▶ Exercise
Would you please transcribe, exactly as written, the lines of the entries below starting at the one that holds "network.retract_fact(id);" and ending at the one that holds "let field = |key: &str|", both included?

• • • • •

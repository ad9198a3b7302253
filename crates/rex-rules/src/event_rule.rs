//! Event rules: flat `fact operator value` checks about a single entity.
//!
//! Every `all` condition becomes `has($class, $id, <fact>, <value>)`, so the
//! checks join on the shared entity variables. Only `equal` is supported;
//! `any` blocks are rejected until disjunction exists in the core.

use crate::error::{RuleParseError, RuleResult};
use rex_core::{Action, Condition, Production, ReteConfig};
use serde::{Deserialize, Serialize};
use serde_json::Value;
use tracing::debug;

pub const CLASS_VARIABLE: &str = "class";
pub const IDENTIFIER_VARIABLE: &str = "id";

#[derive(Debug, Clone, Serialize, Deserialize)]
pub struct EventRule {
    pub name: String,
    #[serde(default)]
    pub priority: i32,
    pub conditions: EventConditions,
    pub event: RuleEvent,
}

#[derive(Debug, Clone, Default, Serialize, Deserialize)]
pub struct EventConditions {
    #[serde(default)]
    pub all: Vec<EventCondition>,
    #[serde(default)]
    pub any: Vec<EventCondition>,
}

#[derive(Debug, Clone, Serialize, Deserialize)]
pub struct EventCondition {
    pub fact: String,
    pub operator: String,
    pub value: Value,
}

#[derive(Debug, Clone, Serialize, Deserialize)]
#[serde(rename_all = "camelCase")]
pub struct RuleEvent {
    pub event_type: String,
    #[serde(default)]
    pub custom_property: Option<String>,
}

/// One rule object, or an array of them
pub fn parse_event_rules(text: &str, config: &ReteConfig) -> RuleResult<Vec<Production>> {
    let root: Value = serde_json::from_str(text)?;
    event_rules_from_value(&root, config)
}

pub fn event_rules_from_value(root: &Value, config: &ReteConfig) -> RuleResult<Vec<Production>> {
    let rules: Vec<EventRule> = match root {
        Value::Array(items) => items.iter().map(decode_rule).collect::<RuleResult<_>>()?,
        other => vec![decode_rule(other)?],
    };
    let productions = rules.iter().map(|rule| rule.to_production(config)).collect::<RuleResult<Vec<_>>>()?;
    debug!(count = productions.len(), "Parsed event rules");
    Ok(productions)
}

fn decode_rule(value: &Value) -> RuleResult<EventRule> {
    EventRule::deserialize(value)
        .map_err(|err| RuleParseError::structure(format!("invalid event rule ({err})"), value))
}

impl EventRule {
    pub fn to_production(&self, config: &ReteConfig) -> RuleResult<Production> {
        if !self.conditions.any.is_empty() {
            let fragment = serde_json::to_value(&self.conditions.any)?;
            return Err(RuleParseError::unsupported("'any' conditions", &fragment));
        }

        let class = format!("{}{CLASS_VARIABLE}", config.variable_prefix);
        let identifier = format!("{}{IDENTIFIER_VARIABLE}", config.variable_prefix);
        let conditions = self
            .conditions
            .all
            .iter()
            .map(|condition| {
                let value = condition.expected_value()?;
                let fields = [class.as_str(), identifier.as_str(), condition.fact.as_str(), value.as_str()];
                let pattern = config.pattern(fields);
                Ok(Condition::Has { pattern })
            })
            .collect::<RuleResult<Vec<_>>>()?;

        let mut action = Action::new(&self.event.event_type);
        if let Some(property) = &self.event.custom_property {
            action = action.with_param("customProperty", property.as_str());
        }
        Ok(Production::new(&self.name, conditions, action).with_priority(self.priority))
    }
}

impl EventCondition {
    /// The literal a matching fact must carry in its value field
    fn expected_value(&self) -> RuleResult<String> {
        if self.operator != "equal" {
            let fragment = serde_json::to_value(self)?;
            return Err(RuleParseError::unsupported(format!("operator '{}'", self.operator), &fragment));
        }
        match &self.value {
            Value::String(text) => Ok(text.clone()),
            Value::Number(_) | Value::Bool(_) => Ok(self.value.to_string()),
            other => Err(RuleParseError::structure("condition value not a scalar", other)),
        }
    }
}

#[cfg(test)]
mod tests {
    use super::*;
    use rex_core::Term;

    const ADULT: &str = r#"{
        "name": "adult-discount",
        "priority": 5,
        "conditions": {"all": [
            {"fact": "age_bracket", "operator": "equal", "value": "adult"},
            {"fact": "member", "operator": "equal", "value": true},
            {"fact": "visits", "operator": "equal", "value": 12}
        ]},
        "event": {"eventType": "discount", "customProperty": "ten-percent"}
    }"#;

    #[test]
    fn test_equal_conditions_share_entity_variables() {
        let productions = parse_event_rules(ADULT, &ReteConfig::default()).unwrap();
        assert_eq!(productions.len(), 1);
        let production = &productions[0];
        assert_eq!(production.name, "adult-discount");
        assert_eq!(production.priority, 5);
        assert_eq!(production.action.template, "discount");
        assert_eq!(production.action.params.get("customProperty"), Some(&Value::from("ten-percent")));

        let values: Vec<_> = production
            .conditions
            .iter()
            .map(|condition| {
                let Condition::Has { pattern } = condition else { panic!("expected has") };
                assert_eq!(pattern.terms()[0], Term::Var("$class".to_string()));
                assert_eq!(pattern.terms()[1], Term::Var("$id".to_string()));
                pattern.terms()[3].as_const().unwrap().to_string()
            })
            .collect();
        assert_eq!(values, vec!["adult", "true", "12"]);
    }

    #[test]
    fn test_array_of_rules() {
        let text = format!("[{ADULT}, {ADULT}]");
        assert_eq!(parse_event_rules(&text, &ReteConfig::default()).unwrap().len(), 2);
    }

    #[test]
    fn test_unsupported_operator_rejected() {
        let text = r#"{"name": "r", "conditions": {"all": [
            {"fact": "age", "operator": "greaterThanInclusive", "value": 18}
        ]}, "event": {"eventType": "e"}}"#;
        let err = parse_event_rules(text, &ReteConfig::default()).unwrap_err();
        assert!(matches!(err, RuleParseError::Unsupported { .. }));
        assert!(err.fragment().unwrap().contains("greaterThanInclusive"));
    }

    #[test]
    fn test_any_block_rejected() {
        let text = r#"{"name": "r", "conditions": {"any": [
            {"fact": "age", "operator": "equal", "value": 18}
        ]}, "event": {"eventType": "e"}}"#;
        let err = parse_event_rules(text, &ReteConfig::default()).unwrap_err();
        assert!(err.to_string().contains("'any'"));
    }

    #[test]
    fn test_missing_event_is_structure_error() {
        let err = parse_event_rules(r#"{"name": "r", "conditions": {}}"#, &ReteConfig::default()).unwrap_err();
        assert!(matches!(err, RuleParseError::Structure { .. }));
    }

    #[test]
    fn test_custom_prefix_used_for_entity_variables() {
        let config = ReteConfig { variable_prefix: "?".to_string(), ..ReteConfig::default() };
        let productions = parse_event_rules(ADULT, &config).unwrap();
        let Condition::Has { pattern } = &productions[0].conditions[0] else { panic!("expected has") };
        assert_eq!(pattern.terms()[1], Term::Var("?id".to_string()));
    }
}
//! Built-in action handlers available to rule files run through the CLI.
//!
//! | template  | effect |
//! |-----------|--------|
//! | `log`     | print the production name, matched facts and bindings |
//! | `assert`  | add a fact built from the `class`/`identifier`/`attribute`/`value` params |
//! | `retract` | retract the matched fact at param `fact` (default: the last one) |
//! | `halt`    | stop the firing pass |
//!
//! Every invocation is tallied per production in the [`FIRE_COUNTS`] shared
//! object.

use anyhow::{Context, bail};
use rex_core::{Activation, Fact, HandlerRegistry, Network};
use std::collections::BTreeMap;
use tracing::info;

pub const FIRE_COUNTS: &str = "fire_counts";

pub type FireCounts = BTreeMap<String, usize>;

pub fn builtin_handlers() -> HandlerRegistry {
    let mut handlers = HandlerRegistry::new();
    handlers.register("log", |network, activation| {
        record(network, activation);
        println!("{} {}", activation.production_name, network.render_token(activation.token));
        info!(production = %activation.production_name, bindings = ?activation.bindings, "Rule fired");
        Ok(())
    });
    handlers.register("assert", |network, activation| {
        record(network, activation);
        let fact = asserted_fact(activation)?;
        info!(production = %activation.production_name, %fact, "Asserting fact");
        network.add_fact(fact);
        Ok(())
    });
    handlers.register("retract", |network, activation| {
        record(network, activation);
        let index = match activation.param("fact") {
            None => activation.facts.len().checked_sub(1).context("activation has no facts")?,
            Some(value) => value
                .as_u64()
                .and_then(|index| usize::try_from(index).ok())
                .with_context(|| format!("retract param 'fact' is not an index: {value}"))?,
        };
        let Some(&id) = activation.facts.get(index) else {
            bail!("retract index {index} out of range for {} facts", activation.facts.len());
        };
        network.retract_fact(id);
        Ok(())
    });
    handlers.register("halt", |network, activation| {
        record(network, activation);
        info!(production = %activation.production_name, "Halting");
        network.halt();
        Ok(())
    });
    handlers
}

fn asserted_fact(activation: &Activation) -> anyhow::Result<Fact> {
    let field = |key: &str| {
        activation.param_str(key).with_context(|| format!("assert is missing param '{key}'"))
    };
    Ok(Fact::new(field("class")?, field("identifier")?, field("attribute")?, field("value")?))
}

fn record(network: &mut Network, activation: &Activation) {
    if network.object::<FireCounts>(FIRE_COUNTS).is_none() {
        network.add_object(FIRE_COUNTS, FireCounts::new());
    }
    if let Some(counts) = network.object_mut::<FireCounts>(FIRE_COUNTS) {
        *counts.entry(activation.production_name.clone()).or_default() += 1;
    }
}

• • • • •

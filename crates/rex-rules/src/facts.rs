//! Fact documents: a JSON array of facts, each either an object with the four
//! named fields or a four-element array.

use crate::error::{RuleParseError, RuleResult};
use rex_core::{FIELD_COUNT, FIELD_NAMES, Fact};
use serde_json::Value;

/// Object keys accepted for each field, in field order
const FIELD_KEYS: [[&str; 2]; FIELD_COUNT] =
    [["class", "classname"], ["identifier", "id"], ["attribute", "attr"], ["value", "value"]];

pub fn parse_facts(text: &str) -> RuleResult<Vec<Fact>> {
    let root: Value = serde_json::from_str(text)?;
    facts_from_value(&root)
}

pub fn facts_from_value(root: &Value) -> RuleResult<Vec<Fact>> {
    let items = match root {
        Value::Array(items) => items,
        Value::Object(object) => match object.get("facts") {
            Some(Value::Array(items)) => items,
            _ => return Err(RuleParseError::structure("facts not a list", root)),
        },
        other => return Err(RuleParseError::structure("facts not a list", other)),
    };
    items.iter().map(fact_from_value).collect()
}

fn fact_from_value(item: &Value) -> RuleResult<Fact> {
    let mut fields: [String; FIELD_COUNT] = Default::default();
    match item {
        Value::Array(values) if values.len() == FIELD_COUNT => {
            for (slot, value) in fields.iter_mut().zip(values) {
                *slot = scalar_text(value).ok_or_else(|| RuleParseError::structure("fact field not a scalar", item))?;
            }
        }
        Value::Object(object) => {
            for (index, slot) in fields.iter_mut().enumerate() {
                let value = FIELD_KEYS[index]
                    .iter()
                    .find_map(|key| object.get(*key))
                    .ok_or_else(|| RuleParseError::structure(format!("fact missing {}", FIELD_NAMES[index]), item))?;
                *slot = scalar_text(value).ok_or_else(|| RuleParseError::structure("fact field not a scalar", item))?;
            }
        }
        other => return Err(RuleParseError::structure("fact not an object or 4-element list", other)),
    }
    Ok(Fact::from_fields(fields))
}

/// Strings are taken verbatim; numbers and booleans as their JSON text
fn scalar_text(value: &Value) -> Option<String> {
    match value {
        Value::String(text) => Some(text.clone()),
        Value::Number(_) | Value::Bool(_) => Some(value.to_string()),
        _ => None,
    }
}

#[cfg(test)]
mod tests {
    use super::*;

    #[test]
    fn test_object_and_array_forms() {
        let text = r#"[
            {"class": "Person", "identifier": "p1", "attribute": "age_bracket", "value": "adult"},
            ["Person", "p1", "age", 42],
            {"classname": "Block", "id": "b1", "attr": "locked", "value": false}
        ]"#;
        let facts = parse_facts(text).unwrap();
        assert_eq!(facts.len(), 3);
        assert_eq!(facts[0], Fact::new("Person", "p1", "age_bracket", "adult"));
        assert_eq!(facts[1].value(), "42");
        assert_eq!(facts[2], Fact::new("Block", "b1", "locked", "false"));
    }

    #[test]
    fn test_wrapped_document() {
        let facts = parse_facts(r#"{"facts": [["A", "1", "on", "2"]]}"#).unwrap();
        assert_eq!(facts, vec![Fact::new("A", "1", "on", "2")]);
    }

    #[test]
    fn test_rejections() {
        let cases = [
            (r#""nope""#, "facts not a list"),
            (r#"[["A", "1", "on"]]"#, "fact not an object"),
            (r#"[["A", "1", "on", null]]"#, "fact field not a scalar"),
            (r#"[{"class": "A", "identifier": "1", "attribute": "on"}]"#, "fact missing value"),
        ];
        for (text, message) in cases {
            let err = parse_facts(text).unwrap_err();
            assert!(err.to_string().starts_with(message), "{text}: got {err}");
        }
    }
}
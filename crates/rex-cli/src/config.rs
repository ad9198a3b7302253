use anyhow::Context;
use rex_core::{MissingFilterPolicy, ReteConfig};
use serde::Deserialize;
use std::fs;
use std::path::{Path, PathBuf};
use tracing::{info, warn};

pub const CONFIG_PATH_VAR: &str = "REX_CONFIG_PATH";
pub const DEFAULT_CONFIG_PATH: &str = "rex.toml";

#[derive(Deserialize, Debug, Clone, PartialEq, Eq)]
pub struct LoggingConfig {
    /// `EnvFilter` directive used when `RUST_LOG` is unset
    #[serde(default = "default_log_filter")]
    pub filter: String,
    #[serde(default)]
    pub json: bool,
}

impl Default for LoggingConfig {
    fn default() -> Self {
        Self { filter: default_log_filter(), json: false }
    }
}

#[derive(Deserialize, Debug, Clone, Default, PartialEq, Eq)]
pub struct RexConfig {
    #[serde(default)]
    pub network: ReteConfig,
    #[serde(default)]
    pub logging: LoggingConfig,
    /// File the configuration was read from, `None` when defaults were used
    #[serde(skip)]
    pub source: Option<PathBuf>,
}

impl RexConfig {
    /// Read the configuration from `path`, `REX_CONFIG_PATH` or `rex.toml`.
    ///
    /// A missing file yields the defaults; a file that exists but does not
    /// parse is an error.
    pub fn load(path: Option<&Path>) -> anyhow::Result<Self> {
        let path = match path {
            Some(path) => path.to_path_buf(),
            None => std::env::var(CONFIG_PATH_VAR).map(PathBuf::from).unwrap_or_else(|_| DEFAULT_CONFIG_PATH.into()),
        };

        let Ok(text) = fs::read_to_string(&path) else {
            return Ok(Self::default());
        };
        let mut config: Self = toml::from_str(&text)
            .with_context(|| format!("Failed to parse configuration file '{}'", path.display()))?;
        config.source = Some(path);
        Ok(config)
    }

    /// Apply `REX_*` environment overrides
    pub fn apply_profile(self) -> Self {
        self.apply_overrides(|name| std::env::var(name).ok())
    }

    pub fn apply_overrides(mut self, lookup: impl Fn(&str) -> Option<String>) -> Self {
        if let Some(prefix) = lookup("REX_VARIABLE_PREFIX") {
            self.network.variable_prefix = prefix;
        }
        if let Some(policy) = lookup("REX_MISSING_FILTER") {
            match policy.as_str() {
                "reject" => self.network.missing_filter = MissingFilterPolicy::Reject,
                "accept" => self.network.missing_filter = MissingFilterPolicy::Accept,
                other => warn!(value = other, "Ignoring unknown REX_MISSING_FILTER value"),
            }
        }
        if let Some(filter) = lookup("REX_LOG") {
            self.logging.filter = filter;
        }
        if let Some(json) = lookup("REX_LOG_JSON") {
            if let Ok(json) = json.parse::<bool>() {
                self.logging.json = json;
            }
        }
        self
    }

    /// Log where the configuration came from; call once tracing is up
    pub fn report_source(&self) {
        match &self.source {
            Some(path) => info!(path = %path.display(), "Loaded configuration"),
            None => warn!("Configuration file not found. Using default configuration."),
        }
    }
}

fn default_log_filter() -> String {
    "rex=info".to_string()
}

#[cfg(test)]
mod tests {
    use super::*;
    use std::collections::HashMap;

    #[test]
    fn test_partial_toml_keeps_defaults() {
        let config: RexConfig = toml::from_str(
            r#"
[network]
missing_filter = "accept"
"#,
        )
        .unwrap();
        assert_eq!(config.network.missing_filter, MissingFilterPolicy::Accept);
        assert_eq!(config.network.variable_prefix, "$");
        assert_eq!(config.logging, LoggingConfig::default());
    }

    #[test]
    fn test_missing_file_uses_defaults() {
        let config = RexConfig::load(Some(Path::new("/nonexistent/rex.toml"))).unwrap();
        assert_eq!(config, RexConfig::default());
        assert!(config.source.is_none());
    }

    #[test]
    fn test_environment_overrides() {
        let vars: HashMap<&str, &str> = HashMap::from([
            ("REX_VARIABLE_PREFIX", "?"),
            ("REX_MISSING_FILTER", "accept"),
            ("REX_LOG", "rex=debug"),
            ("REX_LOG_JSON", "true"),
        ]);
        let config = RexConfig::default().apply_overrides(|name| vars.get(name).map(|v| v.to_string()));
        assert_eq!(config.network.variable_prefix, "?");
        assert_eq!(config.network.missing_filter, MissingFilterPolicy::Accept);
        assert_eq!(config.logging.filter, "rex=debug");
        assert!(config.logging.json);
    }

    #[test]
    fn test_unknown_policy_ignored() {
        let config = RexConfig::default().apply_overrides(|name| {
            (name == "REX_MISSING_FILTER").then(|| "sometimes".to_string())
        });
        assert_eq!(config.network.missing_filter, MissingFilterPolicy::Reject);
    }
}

• • • • •

▶ Solution to this exercise
        network.retract_fact(id);
        Ok(())
    });
    handlers.register("halt", |network, activation| {
        record(network, activation);
        info!(production = %activation.production_name, "Halting");
        network.halt();
        Ok(())
    });
    handlers
}

fn asserted_fact(activation: &Activation) -> anyhow::Result<Fact> {
    let field = |key: &str| {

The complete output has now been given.